Merging suburbs and city services, schools the road to Restoring Prosperity; new rules would make deconstruction more affordable
Marc Lefkowitz | 01/17/11 @ 2:44pm
- Greater Ohio brings its Restoring Prosperity road show to Akron this Tuesday. Last year, the joint GO/Brookings report formed the backbone of a state policy reform debate that raised some eyebrows over the cost of sprawl. For example, Ohio's education spending is titled toward administration, but the answers to why uncover a state battling to keep its head above water because of too many school districts. The report calls for a reduction of districts by at least one-third. The debate revealed that, in some corners, school districts in Ohio are "already rising to the occasion to achieve greater efficiencies"-consolidating administrators and vital services. They write: Such initiatives are promising and point Ohio in the right direction. They are part of a broader call for local governance reform, and their success facilitates solving other more pressing issues facing the state, such as land use and assisting in the physical transformation of Ohio's cities. Both school reform and building stronger communities are integral in positioning Ohio for achievement in the next economy.
- By all measures for citizen activists who made the case for a system of Sharrows-and a robust debate on improving conditions for bike commuting-2010 was a banner year. The Cleveland Heights Bicycle Coalition meets this Wednesday to plan its next steps (its primary goals: Empower the cycling community by creating a unified voice advocating for a more bicycle friendly city; and Encourage all citizens to ride bicycles).

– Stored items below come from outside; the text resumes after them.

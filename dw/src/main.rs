//! dockerwrap - Dockerfile synthesis with a generate, test and repair loop
//!
//! CLI entry point.

use std::fs;
use std::num::NonZeroU32;
use std::path::{Path, PathBuf};
use std::process::ExitCode;
use std::sync::Arc;

use clap::{CommandFactory, FromArgMatches};
use colored::Colorize;
use eyre::{Context, Result, eyre};
use tracing::{debug, info, warn};

use dockerwrap::cli::{Cli, Command, check_required_tools, generate_after_help, get_log_path};
use dockerwrap::config::Config;
use dockerwrap::domain::{ExampleUsage, GenerationTask};
use dockerwrap::generation::LlmGenerator;
use dockerwrap::llm::create_client;
use dockerwrap::prompts::PromptLoader;
use dockerwrap::repair::{RepairOrchestrator, RepairSettings, Report, TerminalStatus};
use dockerwrap::sandbox::DockerSandbox;
use dockerwrap::security::{
    SecurityError, check_file_size, detect_prompt_injection, sanitize_stdin, validate_file_path,
};
use dockerwrap::store::FsArtifactStore;

/// Exit code after Ctrl-C
const EXIT_INTERRUPTED: u8 = 130;

/// Setup logging to file
fn setup_logging(cli_log_level: Option<&str>, config_log_level: Option<&str>) -> Result<()> {
    // Note: Can't log params here since logging isn't initialized yet
    let log_path = get_log_path();
    let log_dir = log_path.parent().map(Path::to_path_buf).unwrap_or_else(|| PathBuf::from("."));
    fs::create_dir_all(&log_dir).context("Failed to create log directory")?;

    // Priority: CLI --log-level > config file > default (INFO)
    let level = match cli_log_level.or(config_log_level).map(|s| s.to_uppercase()) {
        Some(s) => match s.as_str() {
            "TRACE" => tracing::Level::TRACE,
            "DEBUG" => tracing::Level::DEBUG,
            "INFO" => tracing::Level::INFO,
            "WARN" | "WARNING" => tracing::Level::WARN,
            "ERROR" => tracing::Level::ERROR,
            _ => {
                eprintln!("Warning: Unknown log-level '{}', defaulting to INFO", s);
                tracing::Level::INFO
            }
        },
        None => tracing::Level::INFO,
    };

    let log_file = fs::File::create(&log_path).context("Failed to create log file")?;

    tracing_subscriber::fmt()
        .with_writer(log_file)
        .with_ansi(false)
        .with_env_filter(tracing_subscriber::EnvFilter::from_default_env().add_directive(level.into()))
        .init();

    info!("Logging initialized (level: {:?})", level);
    Ok(())
}

#[tokio::main]
async fn main() -> Result<ExitCode> {
    let cmd = Cli::command().after_help(generate_after_help());
    let cli = Cli::from_arg_matches(&cmd.get_matches())?;

    let config_log_level = Config::load_log_level(cli.config.as_ref());
    setup_logging(cli.log_level.as_deref(), config_log_level.as_deref()).context("Failed to setup logging")?;

    let config = Config::load(cli.config.as_ref()).context("Failed to load configuration")?;
    info!("dockerwrap loaded config: default provider={}", config.llm.default);

    debug!(command = ?cli.command, "main: dispatching command");
    match cli.command {
        Command::Generate {
            script,
            example,
            provider,
            max_iterations,
            output_dir,
            report,
        } => {
            let args = GenerateArgs {
                script,
                example,
                provider,
                max_iterations,
                output_dir,
                report,
            };
            cmd_generate(&config, args).await
        }
        Command::Check => cmd_check(&config).await,
    }
}

struct GenerateArgs {
    script: PathBuf,
    example: PathBuf,
    provider: Option<String>,
    max_iterations: Option<u32>,
    output_dir: Option<PathBuf>,
    report: Option<PathBuf>,
}

/// Validate both input files and load the example usage
fn load_inputs(config: &Config, script: &Path, example: &Path) -> Result<(PathBuf, ExampleUsage)> {
    debug!(?script, ?example, "load_inputs: called");
    let base = config.security.base_dir.as_deref();
    let max = config.security.max_script_bytes;

    let script = validate_file_path(script, base)?;
    check_file_size(&script, max)?;
    let example = validate_file_path(example, base)?;
    check_file_size(&example, max)?;

    let example_text =
        fs::read_to_string(&example).with_context(|| format!("Failed to read {}", example.display()))?;
    if let Some(reason) = detect_prompt_injection(&example_text) {
        return Err(SecurityError::Injection { path: example, reason }.into());
    }

    // Source code routinely trips the shell-metacharacter heuristic, so only warn
    if let Ok(source_text) = fs::read_to_string(&script)
        && let Some(reason) = detect_prompt_injection(&source_text)
    {
        warn!(path = %script.display(), %reason, "Source file looks like it contains prompt injection");
        eprintln!(
            "{} {} may contain prompt injection ({})",
            "Warning:".yellow().bold(),
            script.display(),
            reason
        );
    }

    let parsed = ExampleUsage::parse(&example_text)?;
    let usage = ExampleUsage::new(sanitize_stdin(&parsed.input), parsed.expected_output);
    Ok((script, usage))
}

async fn cmd_generate(config: &Config, args: GenerateArgs) -> Result<ExitCode> {
    debug!(script = ?args.script, example = ?args.example, "cmd_generate: called");
    let (script, usage) = load_inputs(config, &args.script, &args.example)?;

    let provider = config.validate_provider(args.provider.as_deref())?;
    if !DockerSandbox::check_available(&config.sandbox.docker_bin).await {
        return Err(eyre!(
            "Docker is not available ('{} info' failed); start the Docker daemon and retry",
            config.sandbox.docker_bin
        ));
    }

    let max_iterations = NonZeroU32::new(args.max_iterations.unwrap_or(config.repair.max_iterations))
        .ok_or_else(|| eyre!("max-iterations must be at least 1"))?;
    let output_dir = args.output_dir.unwrap_or_else(|| config.storage.output_dir.clone());

    let llm = create_client(&provider)?;
    let cwd = std::env::current_dir().context("Failed to resolve current directory")?;
    let generator = Arc::new(LlmGenerator::new(
        llm,
        PromptLoader::new(&cwd),
        config.llm.max_turns,
        provider.max_tokens,
    ));
    let sandbox = Arc::new(DockerSandbox::new(config.sandbox.clone(), &script));
    let store = Arc::new(FsArtifactStore::new(output_dir));
    let orchestrator = RepairOrchestrator::new(
        generator,
        sandbox,
        store,
        RepairSettings::new(config.context.clone(), &config.repair),
    );
    let task = GenerationTask::new(&script, usage, &provider.name, max_iterations);

    println!(
        "Generating Dockerfile for {} with {} ({}), up to {} attempts",
        script.display().to_string().bold(),
        provider.name,
        provider.model,
        max_iterations
    );

    // The losing branch is dropped when select! returns, which releases any
    // in-flight container and image before we report the interrupt
    let outcome = tokio::select! {
        result = orchestrator.run(&task) => Some(result),
        _ = tokio::signal::ctrl_c() => None,
    };
    let Some(result) = outcome else {
        warn!("Interrupted by user");
        eprintln!("{} sandbox resources released", "Interrupted:".yellow().bold());
        return Ok(ExitCode::from(EXIT_INTERRUPTED));
    };
    let report = result?;

    print_report(&report, max_iterations.get());

    if let Some(path) = &args.report {
        let json = serde_json::to_string_pretty(&report).context("Failed to serialize report")?;
        fs::write(path, json).with_context(|| format!("Failed to write report {}", path.display()))?;
        println!("Report written to {}", path.display());
    }

    Ok(if report.succeeded() {
        ExitCode::SUCCESS
    } else {
        ExitCode::FAILURE
    })
}

fn print_report(report: &Report, max_iterations: u32) {
    for attempt in &report.attempts {
        let mark = if attempt.passed() { "PASS".green() } else { "FAIL".red() };
        println!(
            "  [{}/{}] {} {}",
            attempt.iteration,
            max_iterations,
            mark,
            attempt.summary()
        );
    }

    match report.status {
        TerminalStatus::Succeeded { attempt } => {
            println!("{} on attempt {}", "Succeeded".green().bold(), attempt);
            if let Some(path) = &report.artifact_path {
                println!("Dockerfile saved to {}", path.display());
            }
            if let Some(error) = &report.persist_error {
                eprintln!("{} {}", "Warning:".yellow().bold(), error);
                if let Some(artifact) = report.final_artifact() {
                    println!("Passing Dockerfile:\n{}", artifact);
                }
            }
        }
        TerminalStatus::Exhausted => {
            println!(
                "{} after {} attempts",
                "Exhausted".red().bold(),
                report.attempts.len()
            );
            if let Some(feedback) = report.attempts.last().and_then(|a| a.feedback.as_ref()) {
                println!("Last failure ({}):\n{}", feedback.kind, feedback.detail);
            }
        }
    }
}

async fn cmd_check(config: &Config) -> Result<ExitCode> {
    debug!("cmd_check: called");
    let ok = "\u{2705}";
    let missing = "\u{274C}";

    println!("Docker:");
    for tool in check_required_tools() {
        let icon = if tool.available { ok } else { missing };
        println!("  {} {:<10} {}", icon, tool.name, tool.version.as_deref().unwrap_or("not found"));
    }
    let daemon = DockerSandbox::check_available(&config.sandbox.docker_bin).await;
    println!(
        "  {} daemon     {}",
        if daemon { ok } else { missing },
        if daemon { "reachable" } else { "unreachable" }
    );

    println!("\nProviders:");
    for name in config.llm.provider_names() {
        match config.llm.resolve(Some(&name)) {
            Ok(provider) => {
                let has_key = provider.get_api_key().is_ok();
                let marker = if name == config.llm.default { " (default)" } else { "" };
                println!(
                    "  {} {:<10} {} via ${}{}",
                    if has_key { ok } else { missing },
                    name,
                    provider.model,
                    provider.api_key_env,
                    marker
                );
            }
            Err(e) => println!("  {} {:<10} {}", missing, name, e),
        }
    }

    Ok(if daemon { ExitCode::SUCCESS } else { ExitCode::FAILURE })
}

- The ReImagine a Greater Cleveland initiative set the stage for new thinking about vacant land in the city. But, as the wave of foreclosures crashes into the suburbs, expect 2011 to raise the volume on recycling vacant land discussions. The First Suburbs are on the front lines, and, by the look of it, OSU Extension is helping citizens interested in turning vacant lots into gardens with a session this Wednesday. "Join the over 4,000 Cuyahoga County residents that grow fruits and vegetables in community gardens. Reclaim vacant land in your city for productive use while bringing your community closer together. The Ohio State University Extension's Urban Agriculture Program can help you start a community garden in your area."
- Looking for examples of who in the inner-ring suburbs is responding to the foreclosure crisis with innovative, green ideas? We found two while surfing the Northeast Ohio Green Map. They are:
The South Euclid Green Neighborhoods Initiative is the city's innovative response to the foreclosure crises and involves the use of almost $1,000,000 in combined competitive grant funds. The City is acquiring vacant, bank owned houses and rehabilitating them using green building methods and universal design features. to reposition the post-war bungalow as a first choice housing option. The Green Neighborhoods Initiative targets the two areas of the City most severely affected by the foreclosure crises, the West Five Neighborhood behind Cedar Center and the Bexley-Rowland Neighborhood. The City has completed four homes so far. In 2011, the City will continue to use grant funding to acquire additional homes, with the goal of completing ten green rehabilitations. In cases where the vacant homes are too damaged to be saved, the City is using grant funds to raze the structures and replace them with community gardens or green infill construction. Two new community gardens have been created with additional gardens and a new infill green home expected to arrive in 2011. Visit www.cityofsoutheuclid.com for more information.
And a community garden on a vacant lot near Taylor Road and Washington Boulevard will break ground in University Heights this spring. Plots will be available on a first-come-first-serve basis by calling 216-321-7800 ext. 203.
- Bringing the cost of deconstruction in line with dumping demolition debris in a landfill is often cited as an impediment to greening the construction/demolition business. It's a particularly acute issue as Cleveland prepares to spend hundreds of thousands in 2011 to raze 1,000-2,000 condemned houses. The Ohio Environmental Protection Agency could take the "cheap" out of construction demolition debris landfill equation, The Columbus Dispatch reports. OEPA introduced new rules to put liners and other environmental safeguards in place after CD&D landfills in Trumbull County caught fire and leaked into water tables. See OPEA's draft rules and post a comment.